Network Releases Legislative Scorecard
Following the 2018 midterm elections, MHRN entered the 2019 Montana Legislature with a sense of uncertainty. Our staff had justspent the previous four months battling big tobacco on the I-185 Campaign that would have continued Montana’s Medicaid expansion. While our campaign put up a noble effort, we could not overcome big tobacco’s resources and lost that fight. Despite that defeat, we were ready to continue our work in the Montana State Capitol to ensure the renewal of Medicaid expansion.
On day one, we entered the building ready to make progressive changes at the statewide level. With the help of our many partner organizations, we did just that. On Martin Luther King, Jr. Day, we brought 50 people to the Capitol to lobby on LGBTQ+ policies. This push included adding sexual orientation, gender identity, and gender expression as protected classes to the Montana Human Rights Act, the state’s bedrock civil rights law.
We also worked extensively on efforts to continue Medicaid expansion. In a 72-hour span, we sent over 4,000 individual messages to legislators advocating the continuation of the program. Together, we successfully defended the health care of nearly 100,000 Montanans. We also advocated for economic justice and called for fully funding state programs that keep our communities safe and healthy. Without the help of our partners and engaged members, our job during the 2019 legislative session would have been an impossible task.
We recently released our legislative scorecard and report for the 2019 Montana Legislature, which features how lawmakers voted on various human right issues. We scored senators on 11 bills, and representatives on 12. In the Montana Senate, 17 lawmakers received perfect scores of 100%, while 13 scored 0%. On the House side, 36 representatives scored 100%, while no lawmakers received 0%. The scorecard also features more information about the efforts to amend the Montana Human Rights Act and the great work of the Indigenous Organizers Coalition.

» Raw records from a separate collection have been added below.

//! Bundle assembly: populating the build directory and the install manifest.
//!
//! Steps run strictly in order, each one appending to the manifest:
//!
//! 1. icon
//! 2. embeddable Python runtime (plus the PATH helper)
//! 3. msvcrt redistributables
//! 4. license
//! 5. locked dependencies and local wheels into `pkgs/`
//! 6. first-party packages into `pkgs/`
//! 7. launchers into `bin/`
//! 8. queued extra files, renamed on collision
//!
//! # Module Organization
//!
//! - `runtime` - steps 1 to 4
//! - `dependencies` - steps 5 and 6
//! - `extras` - step 8

mod dependencies;
mod extras;
mod runtime;

pub use dependencies::{DependencyReport, prepare_dependencies, prepare_packages};
pub use extras::materialize_extra_files;
pub use runtime::{
    prepare_icon, prepare_license, prepare_msvcrt, prepare_python, python_download_url,
    unpack_runtime,
};

use crate::bundler::{
    error::{Error, Result},
    launcher::{LauncherStubs, build_launcher},
    manifest::{InstallManifest, normalize_destination},
    platform::windows::nsis::NSI_FILE_NAME,
    settings::Settings,
    utils::fs::ensure_dir,
    wheel::{DependencySpec, PackageSource, read_lockfile},
};
use std::path::Path;

/// Shared package directory inside the build directory.
pub const PACKAGES_DIR: &str = "pkgs";

/// Interpreter runtime directory inside the build directory.
pub const PYTHON_DIR: &str = "Python";

/// Launcher directory inside the build directory.
pub const COMMANDS_DIR: &str = "bin";

/// Redistributable runtime directory inside the build directory.
pub const MSVCRT_DIR: &str = "msvcrt";

/// File name of the installer's PATH helper.
pub const SYSTEM_PATH_HELPER: &str = "_system_path.py";

/// Build-root names extra files may never take.
pub const RESERVED_BUILD_NAMES: &[&str] = &[NSI_FILE_NAME];

/// Checks the inputs a build reads before anything on disk is touched.
///
/// Returns the locked dependencies.
///
/// # Errors
///
/// [`Error::Configuration`] if the lockfile, the icon, the license, a
/// shortcut icon, an extra file, the launcher directory or the msvcrt
/// directory for the target architecture is missing.
pub fn preflight(settings: &Settings) -> Result<Vec<DependencySpec>> {
    let msvcrt = settings
        .msvcrt_dir()
        .filter(|_| settings.include_msvcrt())
        .map(|root| root.join(settings.arch().msvcrt_dir()));

    let mut required: Vec<(&str, &Path)> = Vec::new();
    if let Some(icon) = settings.icon() {
        required.push(("icon", icon));
    }
    if let Some(license) = settings.license() {
        required.push(("license", license));
    }
    for shortcut in settings.shortcuts() {
        if let Some(icon) = &shortcut.icon {
            required.push(("shortcut icon", icon.as_path()));
        }
    }
    for extra in settings.extra_files() {
        required.push(("extra file", extra.source.as_path()));
    }
    if let Some(dir) = settings.launcher_dir().filter(|_| !settings.commands().is_empty()) {
        required.push(("launcher_dir", dir));
    }
    if let Some(dir) = &msvcrt {
        required.push(("msvcrt directory", dir.as_path()));
    }

    for (what, path) in required {
        if !path.exists() {
            return Err(Error::Configuration(format!(
                "{what} {} does not exist",
                path.display()
            )));
        }
    }

    read_lockfile(settings.lockfile())
}

/// Runs every assembly step against a freshly created build directory.
///
/// `dependencies` come from [`preflight`]. `support_dir` holds generated
/// inputs (the PATH helper) until they are copied into the build directory.
pub async fn assemble<S: PackageSource>(
    settings: &Settings,
    source: &S,
    dependencies: Vec<DependencySpec>,
    manifest: &mut InstallManifest,
    support_dir: &Path,
) -> Result<DependencyReport> {
    prepare_icon(settings)?;
    prepare_python(settings, source, manifest, support_dir).await?;
    prepare_msvcrt(settings, manifest)?;
    prepare_license(settings, manifest)?;

    let report = prepare_dependencies(settings, source, dependencies).await?;
    prepare_packages(settings)?;
    prepare_commands(settings, source, manifest).await?;

    for extra in settings.extra_files() {
        manifest.add_extra_file(
            extra.source.clone(),
            normalize_destination(extra.destination.as_deref()),
        );
    }
    materialize_extra_files(settings, manifest)?;

    log::info!("Bundle assembled in {}", settings.build_dir().display());
    Ok(report)
}

/// Writes one launcher per configured command into `<build>/bin`.
pub async fn prepare_commands<S: PackageSource>(
    settings: &Settings,
    source: &S,
    manifest: &mut InstallManifest,
) -> Result<()> {
    let commands = settings.commands();
    if commands.is_empty() {
        log::debug!("No commands configured");
        return Ok(());
    }

    let stubs = match settings.launcher_dir() {
        Some(dir) => LauncherStubs::from_dir(dir),
        None => LauncherStubs::fetch(source, commands, settings.arch()).await?,
    };

    let bin = settings.build_dir().join(COMMANDS_DIR);
    ensure_dir(&bin)?;
    for command in commands {
        build_launcher(command, &bin, settings.arch(), &stubs, manifest)?;
    }
    Ok(())
}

Looking towards the future, the 2019 Montana Legislature taught us valuable lessons. We learned that, despite the makeup of the Montana Legislature, together we can achieve victories to protect Montanan’s human rights. We saw the power of personal testimony and lived experience on legislative decisions, and we learned the importance of building diverse coalitions to advocate for inclusive policy. As we come to terms with these lessons, it’s clear that we must continue our resistance. Each day we must work to promote policies that recognize, respect, and fulfill every Montanans’ human rights.